とりあえず大男の話を聞いてみることにする。
「ワタシたち、殺し合いの脱出を考えてマシテ。人数が多けりゃ脱出確率も高まるだろう…と。今、人集めをしてるんデスが…」
「…え? 脱出……。………プランとか思いついてるんですか…?」
「いや、それは…まだ…………」
「…………………あぁ、…はい……」
「……………デスが!!──」
「──可能性は0ではありマセン!! ただ待つくらいなら、行動して、最適解を目指す……。ワタシはそれが大切だと思うンデス!!」
「だから、アナタも。ワタシたちと行動し、力を貸してくれマセンか? ほんの一つの勇気が、何かを変えられるんデス…!」
会話途中、ゆりは気付いた。
あぁ。

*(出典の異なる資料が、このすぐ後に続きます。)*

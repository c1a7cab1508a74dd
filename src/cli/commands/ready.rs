//! `swarmcore ready`

use anyhow::Result;
use clap::Args;
use serde::Serialize;
use std::path::PathBuf;

use super::load_plan;
use crate::cli::output::{output, CommandOutput};

#[derive(Args, Debug)]
pub struct ReadyArgs {
    /// Plan file (.json, .yaml or .yml)
    pub plan: PathBuf,
}

#[derive(Debug, Serialize)]
pub struct ReadyOutput {
    pub ready: Vec<String>,
    pub incomplete: Vec<String>,
    /// Incomplete groups with no ready group, which the coordinator reports as a stall
    pub stalled: bool,
}

impl CommandOutput for ReadyOutput {
    fn to_human(&self) -> String {
        if self.incomplete.is_empty() {
            return "All groups are complete.".to_string();
        }
        if self.stalled {
            return format!(
                "No group can start; blocked: {}",
                self.incomplete.join(", ")
            );
        }
        self.ready.join("\n")
    }
}

pub async fn execute(args: ReadyArgs, json_mode: bool) -> Result<()> {
    let graph = load_plan(&args.plan).await?;
    let ready: Vec<String> = graph
        .ready_groups()
        .await
        .into_iter()
        .map(|g| g.group_id)
        .collect();
    let incomplete = graph.incomplete_groups().await;

    let result = ReadyOutput {
        stalled: ready.is_empty() && !incomplete.is_empty(),
        ready,
        incomplete,
    };
    output(&result, json_mode);
    Ok(())
}
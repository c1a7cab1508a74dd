use anyhow::{Context, Result};
use std::io;
use tracing::Level;
use tracing_appender::non_blocking::WorkerGuard;
use tracing_appender::rolling;
use tracing_subscriber::fmt::format::FmtSpan;
use tracing_subscriber::layer::SubscriberExt;
use tracing_subscriber::util::SubscriberInitExt;
use tracing_subscriber::{EnvFilter, Layer, Registry};

use crate::domain::models::config::{LogFormat, LoggingConfig, RotationPolicy};

const LOG_FILE_NAME: &str = "swarmcore.log";

type BoxedLayer = Box<dyn Layer<Registry> + Send + Sync>;

/// Logger implementation using tracing
///
/// Console output goes to stderr so that `--json` command output on stdout
/// stays machine-readable.
pub struct LoggerImpl {
    _guard: Option<WorkerGuard>,
}

impl LoggerImpl {
    /// Initialize the global subscriber.
    ///
    /// `RUST_LOG` overrides the configured level.
    ///
    /// # Errors
    /// Returns an error for an unknown level or if a global subscriber is
    /// already installed.
    pub fn init(config: &LoggingConfig) -> Result<Self> {
        let default_level = parse_log_level(&config.level)?;
        let env_filter = || {
            EnvFilter::builder()
                .with_default_directive(default_level.into())
                .from_env_lossy()
        };

        let mut layers: Vec<BoxedLayer> = Vec::new();

        let console: BoxedLayer = match config.format {
            LogFormat::Json => tracing_subscriber::fmt::layer()
                .json()
                .with_writer(io::stderr)
                .with_current_span(true)
                .with_span_list(true)
                .with_target(true)
                .with_thread_ids(true)
                .with_filter(env_filter())
                .boxed(),
            LogFormat::Pretty => tracing_subscriber::fmt::layer()
                .pretty()
                .with_writer(io::stderr)
                .with_target(true)
                .with_file(true)
                .with_line_number(true)
                .with_span_events(FmtSpan::CLOSE)
                .with_filter(env_filter())
                .boxed(),
        };
        layers.push(console);

        let guard = if let Some(ref log_dir) = config.log_dir {
            let file_appender = match config.rotation {
                RotationPolicy::Daily => rolling::daily(log_dir, LOG_FILE_NAME),
                RotationPolicy::Hourly => rolling::hourly(log_dir, LOG_FILE_NAME),
                RotationPolicy::Never => rolling::never(log_dir, LOG_FILE_NAME),
            };
            let (non_blocking_file, guard) = tracing_appender::non_blocking(file_appender);

            // File layer is always JSON
            layers.push(
                tracing_subscriber::fmt::layer()
                    .json()
                    .with_writer(non_blocking_file)
                    .with_ansi(false)
                    .with_current_span(true)
                    .with_span_list(true)
                    .with_target(true)
                    .with_thread_ids(true)
                    .with_thread_names(true)
                    .with_file(true)
                    .with_line_number(true)
                    .with_filter(env_filter())
                    .boxed(),
            );
            Some(guard)
        } else {
            None
        };

        tracing_subscriber::registry()
            .with(layers)
            .try_init()
            .context("Failed to install tracing subscriber")?;

        tracing::info!(
            level = %config.level,
            format = ?config.format,
            file_output = config.log_dir.is_some(),
            "logger initialized"
        );

        Ok(Self { _guard: guard })
    }
}

/// Parse log level string to Level
fn parse_log_level(level: &str) -> Result<Level> {
    match level.to_lowercase().as_str() {
        "trace" => Ok(Level::TRACE),
        "debug" => Ok(Level::DEBUG),
        "info" => Ok(Level::INFO),
        "warn" => Ok(Level::WARN),
        "error" => Ok(Level::ERROR),
        _ => anyhow::bail!("Invalid log level: {level}"),
    }
}

#[cfg(test)]
mod tests {
    use super::*;

    #[test]
    fn test_parse_log_level() {
        assert!(matches!(parse_log_level("trace"), Ok(Level::TRACE)));
        assert!(matches!(parse_log_level("WARN"), Ok(Level::WARN)));
        assert!(parse_log_level("invalid").is_err());
    }

    #[test]
    fn test_logger_init_rejects_bad_level() {
        let config = LoggingConfig {
            level: "chatty".to_string(),
            ..LoggingConfig::default()
        };
        assert!(LoggerImpl::init(&config).is_err());
    }
}
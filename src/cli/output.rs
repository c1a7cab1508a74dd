//! Output formatting utilities for the CLI.

use comfy_table::{presets, ContentArrangement, Table};
use serde::Serialize;
use std::env;

pub trait CommandOutput: Serialize {
    fn to_human(&self) -> String;

    fn to_json(&self) -> serde_json::Value {
        serde_json::to_value(self).unwrap_or_default()
    }
}

pub fn output<T: CommandOutput>(result: &T, json_mode: bool) {
    if json_mode {
        println!("{}", serde_json::to_string_pretty(&result.to_json()).unwrap_or_default());
    } else {
        println!("{}", result.to_human());
    }
}

/// Truncate a string to at most `max_len` characters, appending "..." if cut.
pub fn truncate(s: &str, max_len: usize) -> String {
    if s.chars().count() <= max_len {
        s.to_string()
    } else {
        let kept: String = s.chars().take(max_len.saturating_sub(3)).collect();
        format!("{kept}...")
    }
}

pub(crate) fn base_table() -> Table {
    let mut table = Table::new();
    table
        .load_preset(presets::UTF8_FULL)
        .set_content_arrangement(ContentArrangement::Dynamic);
    table
}

pub(crate) fn supports_color() -> bool {
    if env::var("NO_COLOR").is_ok() {
        return false;
    }
    !matches!(env::var("TERM").as_deref(), Ok("dumb"))
}
impl Coordinator {
    pub fn new(ctx: LoopContext, config: &Config) -> Self {
        Self {
            ctx,
            settings: config.coordinator.clone(),
            audit: config.audit.clone(),
            worker_defaults: config.worker_defaults.clone(),
            specializations: config.specializations.clone(),
            status: Arc::new(RwLock::new(CoordinatorStatus::default())),
        }
    }

    pub fn with_settings(mut self, settings: CoordinatorConfig) -> Self {
        self.settings = settings;
        self
    }

    pub fn with_audit(mut self, audit: AuditConfig) -> Self {
        self.audit = audit;
        self
    }

    pub fn with_worker_template(
        mut self,
        specialization: impl Into<String>,
        template: WorkerTemplate,
    ) -> Self {
        self.specializations.insert(specialization.into(), template);
        self
    }

    pub async fn status(&self) -> CoordinatorStatus {
        *self.status.read().await
    }

    /// Worker settings for a group: its specialization's template, or the defaults.
    pub fn worker_config(&self, group: &TaskGroup) -> WorkerConfig {
        let template = self
            .specializations
            .get(&group.specialization)
            .unwrap_or(&self.worker_defaults);

        WorkerConfig {
            worker_id: group.worker_id(),
            scope_paths: template.scope_paths.clone(),
            allowed_tool_names: template.allowed_tool_names.clone(),
            max_cost: template.max_cost,
            max_iterations: template.max_iterations,
        }
    }

    /// Run until every todo is done or a stop condition holds.
    ///
    /// # Errors
    /// `GraphStall` when groups remain incomplete, none is ready, and no
    /// failure explains the blockage.
    #[instrument(skip(self), fields(policy = ?self.settings.failure_policy))]
    pub async fn run(&self) -> DomainResult<CoordinatorReport> {
        let graph = Arc::clone(&self.ctx.graph);
        let ledger = Arc::new(Mutex::new(BudgetLedger::new(&self.settings)));
        let mut outcomes: HashMap<String, GroupOutcome> = HashMap::new();
        let mut failed: HashSet<String> = HashSet::new();
        let mut phase: u32 = 0;

        info!(groups = graph.len().await, "Coordinator started");

        let stop_reason = loop {
            if graph.all_complete().await {
                break StopReason::AllComplete;
            }
            if let Some(limit) = ledger.lock().await.exceeded() {
                break StopReason::BudgetExhausted(limit);
            }
            if phase >= self.settings.max_phases {
                break StopReason::PhaseLimit;
            }

            let ready = match self.await_ready(&failed).await? {
                Readiness::Ready(groups) => groups,
                Readiness::Done => break StopReason::AllComplete,
                Readiness::Blocked => break StopReason::Blocked,
            };

            phase += 1;
            self.status.write().await.phase = phase;
            let group_ids: Vec<String> = ready.iter().map(|g| g.group_id.clone()).collect();
            info!(phase, groups = ?group_ids, "Phase started");
            self.ctx.events.emit(SwarmEvent::PhaseStarted {
                phase,
                groups: group_ids,
            });

            let results = self.run_phase(&ready, &ledger).await;

            let mut succeeded = Vec::new();
            let mut phase_failures = 0_usize;
            for result in results {
                let outcome = outcomes
                    .entry(result.task_id.clone())
                    .or_insert_with(|| GroupOutcome::new(&result.task_id));
                outcome.attempts += 1;
                outcome.cost += result.cost;
                outcome.iterations += result.iteration_count;
                outcome.success = result.success;
                outcome.error.clone_from(&result.error);

                if result.success {
                    succeeded.push(result.task_id);
                } else {
                    warn!(group_id = %result.task_id, error = ?result.error, "Group failed");
                    failed.insert(result.task_id);
                    phase_failures += 1;
                }
            }

            self.status.write().await.failed = failed.len();
            self.ctx.events.emit(SwarmEvent::PhaseCompleted {
                phase,
                succeeded: succeeded.len(),
                failed: phase_failures,
            });

            if self.audit.enabled && !succeeded.is_empty() {
                for report in self.run_audits(&succeeded).await {
                    ledger.lock().await.record(report.cost, report.iterations);
                    if let Some(err) = report.inconclusive_error() {
                        warn!(error = %err, "Audit needs review");
                    }
                    if let Some(outcome) = outcomes.get_mut(&report.group_id) {
                        outcome.cost += report.cost;
                        outcome.audits.push(report.outcome.status());
                    }
                }
                let totals = *ledger.lock().await;
                self.sync_totals(&totals).await;
            }

            let completed = self.completed_groups(&outcomes).await;
            self.status.write().await.completed = completed;

            if phase_failures > 0 && self.settings.failure_policy == FailurePolicy::HaltOnFailure {
                break StopReason::HaltedOnFailure;
            }
        };

        let report = self
            .build_report(stop_reason, phase, outcomes, &failed, &ledger)
            .await;
        info!(
            stop_reason = %report.stop_reason,
            phases = report.phases,
            total_cost = report.total_cost,
            total_iterations = report.total_iterations,
            "Coordinator finished"
        );
        Ok(report)
    }

    /// Poll for runnable groups with bounded exponential backoff.
    async fn await_ready(&self, failed: &HashSet<String>) -> DomainResult<Readiness> {
        let graph = &self.ctx.graph;
        let mut delay = Duration::from_millis(self.settings.stall_poll_interval_ms);
        let mut incomplete = Vec::new();

        for poll in 0..=self.settings.stall_max_polls {
            let ready: Vec<TaskGroup> = graph
                .ready_groups()
                .await
                .into_iter()
                .filter(|g| !failed.contains(&g.group_id))
                .collect();
            if !ready.is_empty() {
                return Ok(Readiness::Ready(ready));
            }

            incomplete = graph.incomplete_groups().await;
            if incomplete.is_empty() {
                return Ok(Readiness::Done);
            }

            if !failed.is_empty() {
                let mut blocked: HashSet<String> = failed.clone();
                for group_id in failed {
                    blocked.extend(graph.dependents_of(group_id).await);
                }
                if incomplete.iter().all(|g| blocked.contains(g)) {
                    return Ok(Readiness::Blocked);
                }
            }

            if poll < self.settings.stall_max_polls {
                debug!(poll, delay_ms = ?delay, "No ready groups yet, backing off");
                tokio::time::sleep(delay).await;
                delay = delay.saturating_mul(2).min(MAX_STALL_BACKOFF);
            }
        }

        error!(incomplete = ?incomplete, "Task graph stalled");
        Err(DomainError::GraphStall(incomplete))
    }

    /// Start one loop per group under the worker semaphore and join them all.
    ///
    /// Once the global budget is spent no further group is started; loops
    /// already running finish normally.
    async fn run_phase(
        &self,
        groups: &[TaskGroup],
        ledger: &Arc<Mutex<BudgetLedger>>,
    ) -> Vec<TaskResult> {
        let semaphore = Arc::new(Semaphore::new(self.settings.max_concurrent_workers.max(1)));
        let mut handles = Vec::with_capacity(groups.len());

        for group in groups {
            let Ok(permit) = Arc::clone(&semaphore).acquire_owned().await else {
                break;
            };
            if let Some(limit) = ledger.lock().await.exceeded() {
                info!(group_id = %group.group_id, %limit, "Global budget spent, not starting group");
                break;
            }

            let worker = self.worker_config(group);
            let group_id = group.group_id.clone();
            let ctx = self.ctx.clone();
            let ledger = Arc::clone(ledger);
            let status = Arc::clone(&self.status);

            status.write().await.in_flight += 1;
            let handle = tokio::spawn(async move {
                let _permit = permit;
                let worker_id = worker.worker_id.clone();
                let result = match AgentLoop::new(worker, &group_id, ctx).await {
                    Ok(agent) => agent.run().await,
                    Err(err) => {
                        error!(group_id = %group_id, error = %err, "Could not start agent loop");
                        TaskResult::rejected(&group_id, worker_id, err.to_string())
                    }
                };

                let totals = {
                    let mut ledger = ledger.lock().await;
                    ledger.record(result.cost, result.iteration_count);
                    (ledger.cost, ledger.iterations)
                };
                let mut status = status.write().await;
                status.in_flight = status.in_flight.saturating_sub(1);
                status.total_cost = totals.0;
                status.total_iterations = totals.1;
                result
            });
            handles.push((group.group_id.clone(), handle));
        }

        let mut results = Vec::with_capacity(handles.len());
        for (group_id, handle) in handles {
            match handle.await {
                Ok(result) => results.push(result),
                Err(err) => {
                    error!(group_id = %group_id, error = %err, "Agent task panicked");
                    let mut status = self.status.write().await;
                    status.in_flight = status.in_flight.saturating_sub(1);
                    drop(status);
                    results.push(TaskResult::rejected(
                        &group_id,
                        "unknown",
                        format!("agent task aborted: {err}"),
                    ));
                }
            }
        }
        results
    }

    /// Audit the given groups, at most `max_concurrent_workers` at a time.
    async fn run_audits(&self, group_ids: &[String]) -> Vec<AuditReport> {
        let permits = Semaphore::new(self.settings.max_concurrent_workers.max(1));
        let permits = &permits;
        let audits = group_ids.iter().map(|group_id| async move {
            let _permit = permits.acquire().await.ok()?;
            self.audit_group(group_id).await
        });
        join_all(audits).await.into_iter().flatten().collect()
    }

    /// Groups whose last run succeeded and that no audit has reopened since.
    async fn completed_groups(&self, outcomes: &HashMap<String, GroupOutcome>) -> usize {
        let mut completed = 0;
        for outcome in outcomes.values().filter(|o| o.success) {
            let still_complete = self
                .ctx
                .graph
                .group(&outcome.group_id)
                .await
                .is_some_and(|group| group.is_complete());
            if still_complete {
                completed += 1;
            }
        }
        completed
    }

    async fn audit_group(&self, group_id: &str) -> Option<AuditReport> {
        match AuditLoop::new(group_id, self.ctx.clone(), self.audit.clone()).await {
            Ok(audit) => Some(audit.run().await),
            Err(err) => {
                warn!(group_id, error = %err, "Could not start audit");
                None
            }
        }
    }

    async fn build_report(
        &self,
        stop_reason: StopReason,
        phases: u32,
        mut outcomes: HashMap<String, GroupOutcome>,
        failed: &HashSet<String>,
        ledger: &Arc<Mutex<BudgetLedger>>,
    ) -> CoordinatorReport {
        let graph = &self.ctx.graph;
        let mut groups = Vec::new();

        for group in graph.groups().await {
            let mut outcome = outcomes
                .remove(&group.group_id)
                .unwrap_or_else(|| GroupOutcome::new(&group.group_id));

            let complete = group.is_complete();
            if failed.contains(&group.group_id) {
                outcome.success = false;
            } else if complete {
                outcome.success = true;
                outcome.error = None;
            } else {
                outcome.success = false;
                let blocker = group.dependencies.iter().find(|d| failed.contains(*d));
                outcome.error = Some(match (blocker, outcome.attempts) {
                    (Some(dep), _) => format!("blocked by failed dependency {dep}"),
                    (None, 0) => format!("not started: {stop_reason}"),
                    (None, _) => format!(
                        "{} todo(s) still open: {stop_reason}",
                        group.remaining_count()
                    ),
                });
            }
            groups.push(outcome);
        }

        let ledger = *ledger.lock().await;
        self.sync_totals(&ledger).await;
        CoordinatorReport {
            stop_reason,
            total_cost: ledger.cost,
            total_iterations: ledger.iterations,
            phases,
            groups,
        }
    }

    async fn sync_totals(&self, ledger: &BudgetLedger) {
        let mut status = self.status.write().await;
        status.total_cost = ledger.cost;
        status.total_iterations = ledger.iterations;
    }
}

この人なんで片言なのかって外国人なんだ…と。
その外国人から差し出される掌。
──手の中には『希望』という名の強い意志が握られている。
大きな掌を前に、ゆりは何を思ったか。
ジャズに合わせて間の抜けた歌声が響くバーにて。
しばしの間の後、彼女はゆっくりと口を開いた。
「…普通に嫌だけど」
【1日目/A2/バー/AM.1:00】
【田村ゆり@私がモテないのはどう考えてもお前らが悪い!!】
【状態】健康
【装備】???
【道具】???
【思考】基本:【静観】
1:一人でいたい。
【藤原千花@かぐや様は告らせたい~天才たちの恋愛頭脳戦~】
【状態】健康
【装備】???
【道具】???
【思考】基本:【対主催】
1:魂を刈り取る。
【マイク・フラナガン@弟の夫】
【状態】軽い心労(回復傾向)
【装備】???
【道具】???
【思考】基本:【対主催】
1:フジワラさんを守る。
2:殺しは絶対にしたくない。
…
……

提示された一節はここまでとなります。